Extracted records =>

◇ ◇ ◇ ◇ ◇ ◇ ◇

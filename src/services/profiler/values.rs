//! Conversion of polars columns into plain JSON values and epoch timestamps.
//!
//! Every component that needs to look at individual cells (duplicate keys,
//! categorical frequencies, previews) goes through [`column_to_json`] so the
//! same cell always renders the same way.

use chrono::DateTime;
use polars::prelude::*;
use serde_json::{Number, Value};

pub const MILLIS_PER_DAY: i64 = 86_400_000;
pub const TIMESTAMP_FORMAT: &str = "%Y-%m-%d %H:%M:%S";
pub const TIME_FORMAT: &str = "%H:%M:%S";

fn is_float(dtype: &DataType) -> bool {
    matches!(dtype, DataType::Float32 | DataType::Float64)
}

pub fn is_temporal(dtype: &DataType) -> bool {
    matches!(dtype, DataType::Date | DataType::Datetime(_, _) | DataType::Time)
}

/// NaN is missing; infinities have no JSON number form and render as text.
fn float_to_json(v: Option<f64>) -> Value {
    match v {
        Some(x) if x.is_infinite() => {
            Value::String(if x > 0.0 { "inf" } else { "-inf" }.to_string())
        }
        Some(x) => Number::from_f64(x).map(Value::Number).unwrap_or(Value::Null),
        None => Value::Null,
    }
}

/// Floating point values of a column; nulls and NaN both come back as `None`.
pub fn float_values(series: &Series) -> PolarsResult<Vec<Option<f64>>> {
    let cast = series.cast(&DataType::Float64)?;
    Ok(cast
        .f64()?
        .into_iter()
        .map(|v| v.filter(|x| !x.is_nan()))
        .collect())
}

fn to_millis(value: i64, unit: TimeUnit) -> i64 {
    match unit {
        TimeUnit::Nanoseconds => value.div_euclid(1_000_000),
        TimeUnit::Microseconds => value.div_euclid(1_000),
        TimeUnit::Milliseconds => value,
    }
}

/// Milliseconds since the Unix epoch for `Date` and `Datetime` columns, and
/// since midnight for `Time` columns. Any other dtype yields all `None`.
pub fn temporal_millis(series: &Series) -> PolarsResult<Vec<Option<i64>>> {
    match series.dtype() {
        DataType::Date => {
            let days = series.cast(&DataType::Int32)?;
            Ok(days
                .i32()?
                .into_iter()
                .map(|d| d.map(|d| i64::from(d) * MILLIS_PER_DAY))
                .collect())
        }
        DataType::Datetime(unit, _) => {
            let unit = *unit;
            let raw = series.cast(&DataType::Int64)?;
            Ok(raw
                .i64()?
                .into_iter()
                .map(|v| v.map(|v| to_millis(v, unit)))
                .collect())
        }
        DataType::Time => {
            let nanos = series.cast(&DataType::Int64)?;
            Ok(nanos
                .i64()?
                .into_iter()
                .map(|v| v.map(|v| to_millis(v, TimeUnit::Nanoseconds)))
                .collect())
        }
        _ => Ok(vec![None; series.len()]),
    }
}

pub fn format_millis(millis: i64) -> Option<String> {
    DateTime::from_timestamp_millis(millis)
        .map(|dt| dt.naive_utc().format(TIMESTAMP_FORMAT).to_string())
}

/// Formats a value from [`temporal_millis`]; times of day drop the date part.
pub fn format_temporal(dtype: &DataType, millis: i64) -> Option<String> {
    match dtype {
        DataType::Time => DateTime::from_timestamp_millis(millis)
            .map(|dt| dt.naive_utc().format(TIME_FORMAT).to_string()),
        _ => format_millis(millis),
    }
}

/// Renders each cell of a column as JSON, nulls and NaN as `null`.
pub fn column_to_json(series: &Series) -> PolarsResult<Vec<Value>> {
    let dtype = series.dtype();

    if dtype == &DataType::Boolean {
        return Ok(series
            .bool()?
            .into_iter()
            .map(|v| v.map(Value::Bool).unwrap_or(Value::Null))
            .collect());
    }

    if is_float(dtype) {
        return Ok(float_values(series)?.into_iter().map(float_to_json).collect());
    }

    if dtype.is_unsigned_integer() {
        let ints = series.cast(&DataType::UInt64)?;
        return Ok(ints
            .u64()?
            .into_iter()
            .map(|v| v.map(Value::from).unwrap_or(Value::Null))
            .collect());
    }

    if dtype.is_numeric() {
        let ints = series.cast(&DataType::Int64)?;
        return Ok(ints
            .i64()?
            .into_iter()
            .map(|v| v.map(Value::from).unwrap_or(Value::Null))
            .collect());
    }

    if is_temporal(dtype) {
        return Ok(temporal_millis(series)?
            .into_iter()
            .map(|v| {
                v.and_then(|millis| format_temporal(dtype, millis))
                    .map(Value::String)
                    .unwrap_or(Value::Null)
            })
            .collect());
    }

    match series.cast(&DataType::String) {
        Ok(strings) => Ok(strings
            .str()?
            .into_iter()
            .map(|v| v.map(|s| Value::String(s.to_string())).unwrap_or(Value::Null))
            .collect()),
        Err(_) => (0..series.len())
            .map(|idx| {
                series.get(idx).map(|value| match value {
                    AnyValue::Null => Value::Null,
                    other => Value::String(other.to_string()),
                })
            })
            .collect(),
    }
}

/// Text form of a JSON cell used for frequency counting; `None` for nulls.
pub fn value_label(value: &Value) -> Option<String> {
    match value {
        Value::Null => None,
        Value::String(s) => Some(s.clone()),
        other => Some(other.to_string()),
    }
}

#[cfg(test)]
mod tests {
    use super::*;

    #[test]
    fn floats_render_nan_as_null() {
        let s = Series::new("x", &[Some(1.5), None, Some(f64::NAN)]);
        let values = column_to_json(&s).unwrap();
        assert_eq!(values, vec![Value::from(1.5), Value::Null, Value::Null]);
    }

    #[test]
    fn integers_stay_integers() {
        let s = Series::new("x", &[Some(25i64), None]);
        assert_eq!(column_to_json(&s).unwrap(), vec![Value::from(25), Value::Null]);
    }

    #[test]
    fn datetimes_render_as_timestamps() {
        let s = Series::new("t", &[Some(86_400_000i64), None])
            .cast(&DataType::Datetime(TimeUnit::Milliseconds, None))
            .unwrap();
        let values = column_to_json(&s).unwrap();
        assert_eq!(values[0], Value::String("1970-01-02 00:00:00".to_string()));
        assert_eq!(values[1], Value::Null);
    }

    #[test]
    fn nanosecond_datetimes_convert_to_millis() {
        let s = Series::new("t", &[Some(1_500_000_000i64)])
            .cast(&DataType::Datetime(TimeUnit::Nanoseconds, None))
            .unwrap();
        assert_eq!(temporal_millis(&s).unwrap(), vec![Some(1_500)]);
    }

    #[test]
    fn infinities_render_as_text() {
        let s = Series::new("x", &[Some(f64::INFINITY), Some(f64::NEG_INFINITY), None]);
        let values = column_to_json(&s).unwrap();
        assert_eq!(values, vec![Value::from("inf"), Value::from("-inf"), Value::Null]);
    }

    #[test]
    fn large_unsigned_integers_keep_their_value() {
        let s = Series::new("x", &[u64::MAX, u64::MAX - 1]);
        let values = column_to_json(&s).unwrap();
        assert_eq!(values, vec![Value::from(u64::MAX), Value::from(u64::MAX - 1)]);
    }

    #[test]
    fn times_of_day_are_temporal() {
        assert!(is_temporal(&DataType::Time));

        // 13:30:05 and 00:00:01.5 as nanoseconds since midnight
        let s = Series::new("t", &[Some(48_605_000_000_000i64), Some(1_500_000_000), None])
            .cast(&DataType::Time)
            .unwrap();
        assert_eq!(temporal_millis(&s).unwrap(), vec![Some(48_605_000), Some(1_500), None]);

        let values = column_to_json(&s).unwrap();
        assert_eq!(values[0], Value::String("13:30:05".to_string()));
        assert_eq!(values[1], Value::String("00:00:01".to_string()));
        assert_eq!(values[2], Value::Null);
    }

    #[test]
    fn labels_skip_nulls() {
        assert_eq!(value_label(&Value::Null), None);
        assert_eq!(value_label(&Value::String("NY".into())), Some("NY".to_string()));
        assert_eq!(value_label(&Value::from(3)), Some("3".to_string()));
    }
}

◇ ◇ ◇ ◇ ◇ ◇ ◇

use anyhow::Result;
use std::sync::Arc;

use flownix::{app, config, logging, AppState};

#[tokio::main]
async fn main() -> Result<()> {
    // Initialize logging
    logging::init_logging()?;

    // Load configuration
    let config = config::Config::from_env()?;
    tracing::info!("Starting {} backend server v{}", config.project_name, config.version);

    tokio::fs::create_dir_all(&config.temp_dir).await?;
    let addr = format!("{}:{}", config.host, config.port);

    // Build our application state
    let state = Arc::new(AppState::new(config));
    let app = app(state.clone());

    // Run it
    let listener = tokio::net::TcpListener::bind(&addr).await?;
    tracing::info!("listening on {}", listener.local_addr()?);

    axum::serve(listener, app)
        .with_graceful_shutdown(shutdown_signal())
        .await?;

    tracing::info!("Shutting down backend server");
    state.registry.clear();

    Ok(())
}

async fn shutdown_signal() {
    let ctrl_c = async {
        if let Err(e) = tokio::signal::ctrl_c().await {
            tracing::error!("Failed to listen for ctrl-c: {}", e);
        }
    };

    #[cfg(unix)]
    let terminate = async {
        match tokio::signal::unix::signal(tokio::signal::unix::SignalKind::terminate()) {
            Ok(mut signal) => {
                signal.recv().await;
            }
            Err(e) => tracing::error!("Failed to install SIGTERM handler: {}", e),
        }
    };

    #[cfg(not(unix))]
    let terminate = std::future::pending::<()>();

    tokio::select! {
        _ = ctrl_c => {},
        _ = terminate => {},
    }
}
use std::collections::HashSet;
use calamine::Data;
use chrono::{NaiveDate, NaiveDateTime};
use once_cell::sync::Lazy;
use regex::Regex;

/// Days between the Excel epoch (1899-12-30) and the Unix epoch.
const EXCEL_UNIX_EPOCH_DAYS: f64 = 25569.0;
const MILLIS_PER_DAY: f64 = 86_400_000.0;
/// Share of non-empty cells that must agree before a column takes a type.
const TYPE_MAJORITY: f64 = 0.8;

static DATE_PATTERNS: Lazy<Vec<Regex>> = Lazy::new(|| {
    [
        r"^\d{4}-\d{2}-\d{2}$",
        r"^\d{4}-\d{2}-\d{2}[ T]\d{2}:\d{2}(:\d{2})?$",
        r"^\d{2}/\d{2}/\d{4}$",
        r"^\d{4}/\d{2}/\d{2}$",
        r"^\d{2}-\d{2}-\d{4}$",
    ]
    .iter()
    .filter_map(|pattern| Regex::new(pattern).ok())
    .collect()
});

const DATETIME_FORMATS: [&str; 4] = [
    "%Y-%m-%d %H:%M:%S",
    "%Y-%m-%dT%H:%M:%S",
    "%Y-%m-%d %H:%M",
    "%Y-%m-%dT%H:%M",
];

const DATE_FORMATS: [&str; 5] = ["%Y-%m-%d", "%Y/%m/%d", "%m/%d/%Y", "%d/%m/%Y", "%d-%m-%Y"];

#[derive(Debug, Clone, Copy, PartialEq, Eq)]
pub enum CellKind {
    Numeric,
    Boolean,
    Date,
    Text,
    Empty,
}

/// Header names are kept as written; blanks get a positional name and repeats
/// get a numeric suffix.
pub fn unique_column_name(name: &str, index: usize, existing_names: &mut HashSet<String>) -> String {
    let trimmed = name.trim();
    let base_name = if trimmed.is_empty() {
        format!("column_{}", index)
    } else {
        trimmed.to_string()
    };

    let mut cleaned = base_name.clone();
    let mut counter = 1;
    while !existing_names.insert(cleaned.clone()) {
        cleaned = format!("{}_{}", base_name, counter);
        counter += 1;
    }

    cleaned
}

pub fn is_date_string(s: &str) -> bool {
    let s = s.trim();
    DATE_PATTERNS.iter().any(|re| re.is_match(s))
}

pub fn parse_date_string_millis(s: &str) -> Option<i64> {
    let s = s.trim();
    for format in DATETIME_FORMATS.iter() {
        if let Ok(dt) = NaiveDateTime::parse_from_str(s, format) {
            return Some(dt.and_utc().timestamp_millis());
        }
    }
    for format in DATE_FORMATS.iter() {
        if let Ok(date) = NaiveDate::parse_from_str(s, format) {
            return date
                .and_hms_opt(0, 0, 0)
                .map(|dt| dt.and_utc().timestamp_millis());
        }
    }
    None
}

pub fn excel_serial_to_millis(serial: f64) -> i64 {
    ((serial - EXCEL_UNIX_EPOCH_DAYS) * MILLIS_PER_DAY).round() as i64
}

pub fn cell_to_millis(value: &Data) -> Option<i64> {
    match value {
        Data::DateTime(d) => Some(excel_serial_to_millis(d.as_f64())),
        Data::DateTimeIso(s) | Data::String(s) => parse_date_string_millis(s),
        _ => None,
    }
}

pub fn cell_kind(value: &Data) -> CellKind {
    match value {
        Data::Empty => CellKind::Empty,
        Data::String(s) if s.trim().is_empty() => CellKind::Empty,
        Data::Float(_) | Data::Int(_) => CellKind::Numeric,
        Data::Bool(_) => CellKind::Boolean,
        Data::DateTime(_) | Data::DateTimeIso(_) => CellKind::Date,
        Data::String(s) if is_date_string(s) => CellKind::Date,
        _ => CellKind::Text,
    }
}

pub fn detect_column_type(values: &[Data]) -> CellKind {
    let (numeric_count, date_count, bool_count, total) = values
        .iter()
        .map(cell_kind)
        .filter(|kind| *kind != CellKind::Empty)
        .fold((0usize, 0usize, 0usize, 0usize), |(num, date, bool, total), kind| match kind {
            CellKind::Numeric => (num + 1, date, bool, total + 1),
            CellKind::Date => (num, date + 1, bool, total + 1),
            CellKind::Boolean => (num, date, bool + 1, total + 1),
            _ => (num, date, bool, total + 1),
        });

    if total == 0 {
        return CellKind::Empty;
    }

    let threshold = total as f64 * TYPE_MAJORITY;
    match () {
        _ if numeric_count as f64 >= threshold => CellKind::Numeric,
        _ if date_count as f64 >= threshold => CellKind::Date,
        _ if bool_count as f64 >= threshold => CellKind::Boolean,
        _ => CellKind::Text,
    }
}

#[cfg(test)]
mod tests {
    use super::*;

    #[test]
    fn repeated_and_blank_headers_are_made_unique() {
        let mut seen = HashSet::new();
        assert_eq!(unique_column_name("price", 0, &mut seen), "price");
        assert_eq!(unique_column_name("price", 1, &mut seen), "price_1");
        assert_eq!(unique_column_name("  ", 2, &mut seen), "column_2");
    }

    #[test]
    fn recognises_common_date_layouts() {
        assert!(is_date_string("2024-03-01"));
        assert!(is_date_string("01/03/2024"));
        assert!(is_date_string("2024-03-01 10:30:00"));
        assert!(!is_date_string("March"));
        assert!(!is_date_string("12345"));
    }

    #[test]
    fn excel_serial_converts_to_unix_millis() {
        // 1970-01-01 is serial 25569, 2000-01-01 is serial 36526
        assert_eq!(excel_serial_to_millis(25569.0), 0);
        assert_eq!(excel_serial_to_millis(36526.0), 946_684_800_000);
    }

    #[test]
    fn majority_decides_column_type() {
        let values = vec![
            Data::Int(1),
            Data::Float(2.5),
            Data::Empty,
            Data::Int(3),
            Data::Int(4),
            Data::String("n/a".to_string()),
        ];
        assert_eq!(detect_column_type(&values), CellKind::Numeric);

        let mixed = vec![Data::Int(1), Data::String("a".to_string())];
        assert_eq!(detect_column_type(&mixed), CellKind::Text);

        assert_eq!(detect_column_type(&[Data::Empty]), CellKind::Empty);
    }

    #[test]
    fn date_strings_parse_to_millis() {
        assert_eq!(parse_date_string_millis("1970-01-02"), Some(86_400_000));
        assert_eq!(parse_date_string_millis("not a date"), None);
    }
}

◇ ◇ ◇ ◇ ◇ ◇ ◇

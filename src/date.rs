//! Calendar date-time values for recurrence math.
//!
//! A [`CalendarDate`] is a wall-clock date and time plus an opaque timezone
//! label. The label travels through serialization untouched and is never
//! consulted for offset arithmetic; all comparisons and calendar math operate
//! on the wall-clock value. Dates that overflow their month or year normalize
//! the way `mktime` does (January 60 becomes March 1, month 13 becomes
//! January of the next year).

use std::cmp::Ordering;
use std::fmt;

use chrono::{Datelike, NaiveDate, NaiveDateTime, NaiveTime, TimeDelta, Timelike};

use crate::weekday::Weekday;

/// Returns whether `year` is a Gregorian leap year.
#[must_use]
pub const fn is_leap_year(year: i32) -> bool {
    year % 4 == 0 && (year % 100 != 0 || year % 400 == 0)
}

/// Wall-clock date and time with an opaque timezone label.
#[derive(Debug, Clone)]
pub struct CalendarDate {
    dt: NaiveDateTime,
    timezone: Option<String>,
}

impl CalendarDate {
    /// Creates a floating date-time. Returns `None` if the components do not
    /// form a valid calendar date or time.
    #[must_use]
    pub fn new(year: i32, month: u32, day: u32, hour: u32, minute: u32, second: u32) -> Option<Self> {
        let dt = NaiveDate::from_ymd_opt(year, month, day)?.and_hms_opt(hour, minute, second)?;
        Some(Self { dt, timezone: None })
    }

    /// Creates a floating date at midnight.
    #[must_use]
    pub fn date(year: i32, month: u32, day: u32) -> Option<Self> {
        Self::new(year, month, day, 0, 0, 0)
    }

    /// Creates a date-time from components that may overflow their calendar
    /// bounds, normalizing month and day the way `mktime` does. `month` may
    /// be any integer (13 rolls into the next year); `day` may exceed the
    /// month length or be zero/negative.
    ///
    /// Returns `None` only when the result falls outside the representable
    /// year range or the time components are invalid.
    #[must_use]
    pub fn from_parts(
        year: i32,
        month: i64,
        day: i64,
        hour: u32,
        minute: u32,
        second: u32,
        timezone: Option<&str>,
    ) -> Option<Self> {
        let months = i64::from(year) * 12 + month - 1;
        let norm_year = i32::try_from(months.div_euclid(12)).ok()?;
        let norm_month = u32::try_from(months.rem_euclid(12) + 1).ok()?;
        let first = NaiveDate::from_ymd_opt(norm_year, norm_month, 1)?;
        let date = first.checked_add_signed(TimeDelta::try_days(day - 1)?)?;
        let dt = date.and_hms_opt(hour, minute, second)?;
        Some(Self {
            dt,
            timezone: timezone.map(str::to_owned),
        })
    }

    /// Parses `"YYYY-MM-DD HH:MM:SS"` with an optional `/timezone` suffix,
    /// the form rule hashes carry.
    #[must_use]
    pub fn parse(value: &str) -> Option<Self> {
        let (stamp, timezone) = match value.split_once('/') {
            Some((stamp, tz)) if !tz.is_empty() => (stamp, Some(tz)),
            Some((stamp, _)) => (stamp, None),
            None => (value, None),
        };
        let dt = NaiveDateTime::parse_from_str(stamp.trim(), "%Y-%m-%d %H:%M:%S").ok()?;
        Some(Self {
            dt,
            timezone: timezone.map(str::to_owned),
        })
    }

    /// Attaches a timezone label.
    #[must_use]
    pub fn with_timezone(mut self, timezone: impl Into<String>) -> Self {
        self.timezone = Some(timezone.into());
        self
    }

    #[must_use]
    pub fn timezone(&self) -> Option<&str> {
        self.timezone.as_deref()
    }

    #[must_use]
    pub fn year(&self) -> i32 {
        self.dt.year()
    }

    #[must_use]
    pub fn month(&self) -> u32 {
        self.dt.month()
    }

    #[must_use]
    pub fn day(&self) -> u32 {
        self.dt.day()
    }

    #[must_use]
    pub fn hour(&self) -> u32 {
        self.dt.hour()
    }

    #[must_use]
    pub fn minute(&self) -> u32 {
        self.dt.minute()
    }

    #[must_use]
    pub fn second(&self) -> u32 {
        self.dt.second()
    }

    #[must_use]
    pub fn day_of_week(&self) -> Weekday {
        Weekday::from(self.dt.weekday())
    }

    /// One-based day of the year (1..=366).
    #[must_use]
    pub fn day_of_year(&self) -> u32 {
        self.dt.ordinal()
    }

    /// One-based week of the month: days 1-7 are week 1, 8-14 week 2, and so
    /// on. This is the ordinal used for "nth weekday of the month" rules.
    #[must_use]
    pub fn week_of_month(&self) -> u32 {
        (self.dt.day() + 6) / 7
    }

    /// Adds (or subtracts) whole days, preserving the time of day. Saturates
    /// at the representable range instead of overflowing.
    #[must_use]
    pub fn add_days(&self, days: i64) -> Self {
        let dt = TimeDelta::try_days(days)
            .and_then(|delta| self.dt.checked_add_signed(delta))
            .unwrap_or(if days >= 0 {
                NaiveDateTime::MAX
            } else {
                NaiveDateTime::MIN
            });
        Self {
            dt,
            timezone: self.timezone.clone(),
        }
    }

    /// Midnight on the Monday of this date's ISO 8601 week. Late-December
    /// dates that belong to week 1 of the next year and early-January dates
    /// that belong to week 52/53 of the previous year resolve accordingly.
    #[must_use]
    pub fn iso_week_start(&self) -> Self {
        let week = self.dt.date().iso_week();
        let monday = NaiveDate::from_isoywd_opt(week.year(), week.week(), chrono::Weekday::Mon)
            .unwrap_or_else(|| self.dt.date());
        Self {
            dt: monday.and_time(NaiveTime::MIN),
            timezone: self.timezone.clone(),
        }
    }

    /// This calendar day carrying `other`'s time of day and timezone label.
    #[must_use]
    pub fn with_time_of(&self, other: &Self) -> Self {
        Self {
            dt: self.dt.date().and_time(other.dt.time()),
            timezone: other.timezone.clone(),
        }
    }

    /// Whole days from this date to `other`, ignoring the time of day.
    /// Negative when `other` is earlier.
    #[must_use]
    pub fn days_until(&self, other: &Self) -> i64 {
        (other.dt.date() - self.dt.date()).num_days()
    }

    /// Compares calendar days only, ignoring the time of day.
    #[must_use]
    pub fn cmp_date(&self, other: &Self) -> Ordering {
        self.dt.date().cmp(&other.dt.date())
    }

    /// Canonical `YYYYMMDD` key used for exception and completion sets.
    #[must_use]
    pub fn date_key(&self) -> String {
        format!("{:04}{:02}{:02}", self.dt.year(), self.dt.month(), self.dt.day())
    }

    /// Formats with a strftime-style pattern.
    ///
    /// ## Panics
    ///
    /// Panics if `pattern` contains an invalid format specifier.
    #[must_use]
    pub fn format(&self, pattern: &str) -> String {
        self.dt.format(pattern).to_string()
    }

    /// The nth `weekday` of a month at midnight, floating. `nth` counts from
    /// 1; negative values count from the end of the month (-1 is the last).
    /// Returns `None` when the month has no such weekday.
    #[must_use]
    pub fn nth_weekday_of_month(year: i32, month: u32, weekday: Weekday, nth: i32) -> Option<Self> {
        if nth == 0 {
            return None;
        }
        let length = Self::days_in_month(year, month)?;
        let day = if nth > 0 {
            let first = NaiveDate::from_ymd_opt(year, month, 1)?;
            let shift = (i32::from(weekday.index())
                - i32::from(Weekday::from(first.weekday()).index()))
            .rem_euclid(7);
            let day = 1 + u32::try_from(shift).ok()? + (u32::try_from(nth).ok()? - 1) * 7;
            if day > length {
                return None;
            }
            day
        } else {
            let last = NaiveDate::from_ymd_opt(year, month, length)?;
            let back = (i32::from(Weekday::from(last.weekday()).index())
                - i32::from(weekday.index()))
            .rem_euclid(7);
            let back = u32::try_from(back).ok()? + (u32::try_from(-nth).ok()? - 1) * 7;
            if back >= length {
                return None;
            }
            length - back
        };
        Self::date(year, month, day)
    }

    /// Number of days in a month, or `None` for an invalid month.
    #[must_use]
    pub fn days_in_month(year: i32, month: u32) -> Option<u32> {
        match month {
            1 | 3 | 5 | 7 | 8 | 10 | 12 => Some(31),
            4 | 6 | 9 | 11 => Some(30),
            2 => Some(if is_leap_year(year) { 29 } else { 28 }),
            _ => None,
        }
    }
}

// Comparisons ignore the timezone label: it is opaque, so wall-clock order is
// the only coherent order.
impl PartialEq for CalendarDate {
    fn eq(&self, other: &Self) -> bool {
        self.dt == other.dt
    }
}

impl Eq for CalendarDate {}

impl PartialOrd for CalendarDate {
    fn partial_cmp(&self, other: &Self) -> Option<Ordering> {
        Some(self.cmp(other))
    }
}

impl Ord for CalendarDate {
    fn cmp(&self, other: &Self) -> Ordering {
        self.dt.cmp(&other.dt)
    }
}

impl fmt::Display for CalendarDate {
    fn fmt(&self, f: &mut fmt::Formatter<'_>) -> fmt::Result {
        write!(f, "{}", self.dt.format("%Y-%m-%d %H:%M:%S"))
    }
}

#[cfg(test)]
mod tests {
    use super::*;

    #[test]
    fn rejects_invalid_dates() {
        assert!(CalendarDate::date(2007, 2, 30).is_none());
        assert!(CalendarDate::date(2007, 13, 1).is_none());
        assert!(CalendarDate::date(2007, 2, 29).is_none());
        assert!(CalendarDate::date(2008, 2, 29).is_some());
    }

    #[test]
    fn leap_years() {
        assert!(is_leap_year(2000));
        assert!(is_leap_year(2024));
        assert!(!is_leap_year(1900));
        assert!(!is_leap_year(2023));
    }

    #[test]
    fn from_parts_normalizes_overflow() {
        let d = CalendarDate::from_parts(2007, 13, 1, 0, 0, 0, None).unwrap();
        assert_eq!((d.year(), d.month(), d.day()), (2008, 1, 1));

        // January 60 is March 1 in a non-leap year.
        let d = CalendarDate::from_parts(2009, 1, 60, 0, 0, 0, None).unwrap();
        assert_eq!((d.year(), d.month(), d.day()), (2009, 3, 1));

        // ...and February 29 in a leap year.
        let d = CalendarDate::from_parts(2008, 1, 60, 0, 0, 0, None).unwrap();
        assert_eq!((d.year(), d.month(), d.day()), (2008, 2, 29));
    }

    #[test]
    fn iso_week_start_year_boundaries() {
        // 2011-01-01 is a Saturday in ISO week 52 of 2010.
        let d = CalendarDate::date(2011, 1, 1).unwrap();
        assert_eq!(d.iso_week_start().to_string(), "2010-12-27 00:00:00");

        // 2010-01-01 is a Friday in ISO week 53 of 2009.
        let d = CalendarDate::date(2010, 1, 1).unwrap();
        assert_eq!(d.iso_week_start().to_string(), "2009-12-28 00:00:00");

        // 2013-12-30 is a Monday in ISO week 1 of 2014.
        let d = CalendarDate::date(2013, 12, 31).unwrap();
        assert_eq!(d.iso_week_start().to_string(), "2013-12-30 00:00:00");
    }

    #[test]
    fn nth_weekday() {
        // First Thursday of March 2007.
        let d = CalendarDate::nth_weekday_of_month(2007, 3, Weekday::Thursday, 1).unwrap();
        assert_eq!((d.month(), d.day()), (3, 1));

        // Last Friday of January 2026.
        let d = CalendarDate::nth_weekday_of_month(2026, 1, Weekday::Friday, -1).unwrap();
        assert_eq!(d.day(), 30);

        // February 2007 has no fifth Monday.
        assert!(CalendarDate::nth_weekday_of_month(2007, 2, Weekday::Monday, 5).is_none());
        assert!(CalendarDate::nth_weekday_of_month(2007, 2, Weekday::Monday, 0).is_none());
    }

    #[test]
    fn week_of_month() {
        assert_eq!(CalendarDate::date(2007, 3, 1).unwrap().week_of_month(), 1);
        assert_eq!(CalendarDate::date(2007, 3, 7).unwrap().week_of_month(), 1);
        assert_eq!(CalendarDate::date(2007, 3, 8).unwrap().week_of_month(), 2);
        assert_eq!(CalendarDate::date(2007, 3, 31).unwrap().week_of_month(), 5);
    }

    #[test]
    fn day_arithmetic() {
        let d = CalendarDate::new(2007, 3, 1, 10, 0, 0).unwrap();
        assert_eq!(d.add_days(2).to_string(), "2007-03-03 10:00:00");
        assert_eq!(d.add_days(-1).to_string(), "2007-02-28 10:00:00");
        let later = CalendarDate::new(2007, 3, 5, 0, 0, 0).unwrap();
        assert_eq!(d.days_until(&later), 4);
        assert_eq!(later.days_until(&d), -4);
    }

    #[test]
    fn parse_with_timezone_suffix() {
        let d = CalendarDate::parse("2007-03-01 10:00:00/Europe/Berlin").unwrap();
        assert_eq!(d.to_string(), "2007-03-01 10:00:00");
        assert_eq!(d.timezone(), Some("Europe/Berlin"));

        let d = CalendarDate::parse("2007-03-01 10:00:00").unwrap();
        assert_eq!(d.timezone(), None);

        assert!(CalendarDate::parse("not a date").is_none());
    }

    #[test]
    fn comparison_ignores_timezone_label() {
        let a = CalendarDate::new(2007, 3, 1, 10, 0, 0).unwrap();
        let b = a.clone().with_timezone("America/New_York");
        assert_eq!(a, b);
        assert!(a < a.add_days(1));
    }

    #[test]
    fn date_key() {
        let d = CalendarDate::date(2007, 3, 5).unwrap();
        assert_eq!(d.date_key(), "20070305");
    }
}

◇ ◇ ◇ ◇ ◇ ◇ ◇

Your task =>
Going through the data above, state how many lines include the word "cleaned"; only that number is needed.

Response area =>
4